INSTRUCTIONS FOR THE TASK. Scan the records for the string "TopologyGraph" and state how many lines contain it, using the number alone.

PROVIDED RECORDS.
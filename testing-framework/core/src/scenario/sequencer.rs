use std::{
    fmt,
    sync::{
        Arc,
        atomic::{AtomicBool, Ordering},
    },
    time::Duration,
};

use thiserror::Error;
use tracing::{info, warn};

use super::{DynError, cleanup::TopologyCleanup, wait::wait_until_live};
use crate::{
    chain::NetworkHandle,
    config::Settings,
    relayer::{Relayer, RelayerController},
    topology::TopologyGraph,
};

#[derive(Clone, Debug)]
pub struct BuildOptions {
    pub test_name: String,
    /// Only register paths on the relayer; the scenario links them itself.
    pub skip_path_creation: bool,
    /// Start each relayer's background relay loop once paths exist.
    pub start_relaying: bool,
    pub liveness_timeout: Duration,
    pub liveness_poll_interval: Duration,
    pub teardown_timeout: Duration,
    pub keep_containers: bool,
}

impl BuildOptions {
    #[must_use]
    pub fn new(test_name: impl Into<String>) -> Self {
        Self::from_settings(test_name, &Settings::default())
    }

    #[must_use]
    pub fn from_settings(test_name: impl Into<String>, settings: &Settings) -> Self {
        Self {
            test_name: test_name.into(),
            skip_path_creation: false,
            start_relaying: false,
            liveness_timeout: settings.liveness_timeout,
            liveness_poll_interval: settings.liveness_poll_interval,
            teardown_timeout: settings.teardown_timeout,
            keep_containers: settings.keep_containers,
        }
    }

    #[must_use]
    pub const fn with_skip_path_creation(mut self, skip: bool) -> Self {
        self.skip_path_creation = skip;
        self
    }

    #[must_use]
    pub const fn with_start_relaying(mut self, start: bool) -> Self {
        self.start_relaying = start;
        self
    }

    #[must_use]
    pub const fn with_liveness(mut self, timeout: Duration, poll_interval: Duration) -> Self {
        self.liveness_timeout = timeout;
        self.liveness_poll_interval = poll_interval;
        self
    }
}

#[derive(Clone, Copy, Debug, Eq, PartialEq)]
pub enum BuildStage {
    StartNetworks,
    AwaitLiveness,
    StartRelayers,
    GeneratePaths,
    LinkPaths,
    StartRelaying,
}

impl BuildStage {
    #[must_use]
    pub const fn label(self) -> &'static str {
        match self {
            Self::StartNetworks => "start networks",
            Self::AwaitLiveness => "await liveness",
            Self::StartRelayers => "start relayers",
            Self::GeneratePaths => "generate paths",
            Self::LinkPaths => "link paths",
            Self::StartRelaying => "start relaying",
        }
    }
}

impl fmt::Display for BuildStage {
    fn fmt(&self, f: &mut fmt::Formatter<'_>) -> fmt::Result {
        f.write_str(self.label())
    }
}

#[derive(Debug, Error)]
#[error("build failed during {stage}: {cause}")]
pub struct BuildError {
    pub stage: BuildStage,
    #[source]
    pub cause: DynError,
}

impl BuildError {
    fn new(stage: BuildStage, cause: impl Into<DynError>) -> Self {
        Self {
            stage,
            cause: cause.into(),
        }
    }
}

/// Brings `graph` to a running state.
///
/// Stages run in order: networks start in declaration order, each network
/// must report a non-zero height, relayers start with the networks their
/// links touch, each link's path is generated and (unless skipped) linked,
/// and relaying optionally starts. On failure everything already started is
/// stopped before the error is returned.
pub async fn build(graph: TopologyGraph, options: &BuildOptions) -> Result<Environment, BuildError> {
    info!(test = %options.test_name, networks = graph.networks().len(), links = graph.links().len(), "building topology");
    let mut cleanup = TopologyCleanup::new(options.teardown_timeout, options.keep_containers);

    match bring_up(&graph, options, &mut cleanup).await {
        Ok(()) => {
            info!(test = %options.test_name, "topology ready");
            Ok(Environment::new(graph, cleanup))
        }
        Err(err) => {
            warn!(test = %options.test_name, error = %err, "build failed; tearing down");
            cleanup.teardown().await;
            Err(err)
        }
    }
}

async fn bring_up(
    graph: &TopologyGraph,
    options: &BuildOptions,
    cleanup: &mut TopologyCleanup,
) -> Result<(), BuildError> {
    for network in graph.networks() {
        cleanup.track_network(Arc::clone(network));
        info!(chain_id = network.chain_id(), "starting network");
        network
            .start()
            .await
            .map_err(|e| BuildError::new(BuildStage::StartNetworks, e))?;
    }

    for network in graph.networks() {
        let height = wait_until_live(
            network.as_ref(),
            options.liveness_timeout,
            options.liveness_poll_interval,
        )
        .await
        .map_err(|e| BuildError::new(BuildStage::AwaitLiveness, e))?;
        info!(chain_id = network.chain_id(), height, "network live");
    }

    for (name, relayer) in graph.relayers() {
        cleanup.track_relayer(name, Arc::clone(relayer));
        let networks = graph.networks_for_relayer(name);
        info!(relayer = name, chains = networks.len(), "starting relayer");
        relayer
            .start(&networks)
            .await
            .map_err(|e| BuildError::new(BuildStage::StartRelayers, e))?;
    }

    for link in graph.links() {
        let relayer = relayer_for(graph, &link.relayer, BuildStage::GeneratePaths)?;
        relayer
            .generate_path(&link.chain1, &link.chain2, &link.path)
            .await
            .map_err(|e| BuildError::new(BuildStage::GeneratePaths, e))?;
    }

    if !options.skip_path_creation {
        for link in graph.links() {
            let relayer = relayer_for(graph, &link.relayer, BuildStage::LinkPaths)?;
            info!(path = %link.path, chain1 = %link.chain1, chain2 = %link.chain2, "linking path");
            relayer
                .link_path(&link.path, &link.channel)
                .await
                .map_err(|e| BuildError::new(BuildStage::LinkPaths, e))?;
        }
    }

    if options.start_relaying {
        for (name, relayer) in graph.relayers() {
            let paths: Vec<String> = graph
                .links_for_relayer(name)
                .map(|l| l.path.clone())
                .collect();
            if paths.is_empty() {
                continue;
            }
            relayer
                .start_relaying(&paths)
                .await
                .map_err(|e| BuildError::new(BuildStage::StartRelaying, e))?;
        }
    }

    Ok(())
}

fn relayer_for<'a>(
    graph: &'a TopologyGraph,
    name: &str,
    stage: BuildStage,
) -> Result<&'a Arc<dyn Relayer>, BuildError> {
    graph
        .relayer(name)
        .ok_or_else(|| BuildError::new(stage, format!("relayer {name} is not part of the topology")))
}

/// A running topology. Torn down exactly once, explicitly through
/// [`Environment::teardown`] or on drop.
pub struct Environment {
    graph: TopologyGraph,
    cleanup: TopologyCleanup,
    torn_down: AtomicBool,
}

impl Environment {
    fn new(graph: TopologyGraph, cleanup: TopologyCleanup) -> Self {
        Self {
            graph,
            cleanup,
            torn_down: AtomicBool::new(false),
        }
    }

    #[must_use]
    pub const fn graph(&self) -> &TopologyGraph {
        &self.graph
    }

    #[must_use]
    pub fn network(&self, chain_id: &str) -> Option<&Arc<dyn NetworkHandle>> {
        self.graph.network(chain_id)
    }

    #[must_use]
    pub fn relayer(&self, name: &str) -> Option<RelayerController> {
        self.graph
            .relayer(name)
            .map(|relayer| RelayerController::new(name, Arc::clone(relayer)))
    }

    #[must_use]
    pub fn is_torn_down(&self) -> bool {
        self.torn_down.load(Ordering::SeqCst)
    }

    /// Stops every relayer and network. Later calls return immediately.
    pub async fn teardown(&self) {
        if self.torn_down.swap(true, Ordering::SeqCst) {
            return;
        }
        self.cleanup.teardown().await;
    }
}

impl Drop for Environment {
    fn drop(&mut self) {
        if self.torn_down.swap(true, Ordering::SeqCst) {
            return;
        }
        warn!("environment dropped without teardown; cleaning up");
        self.cleanup.clone().blocking_teardown();
    }
}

SOLUTION FOR THIS EXERCISE. 7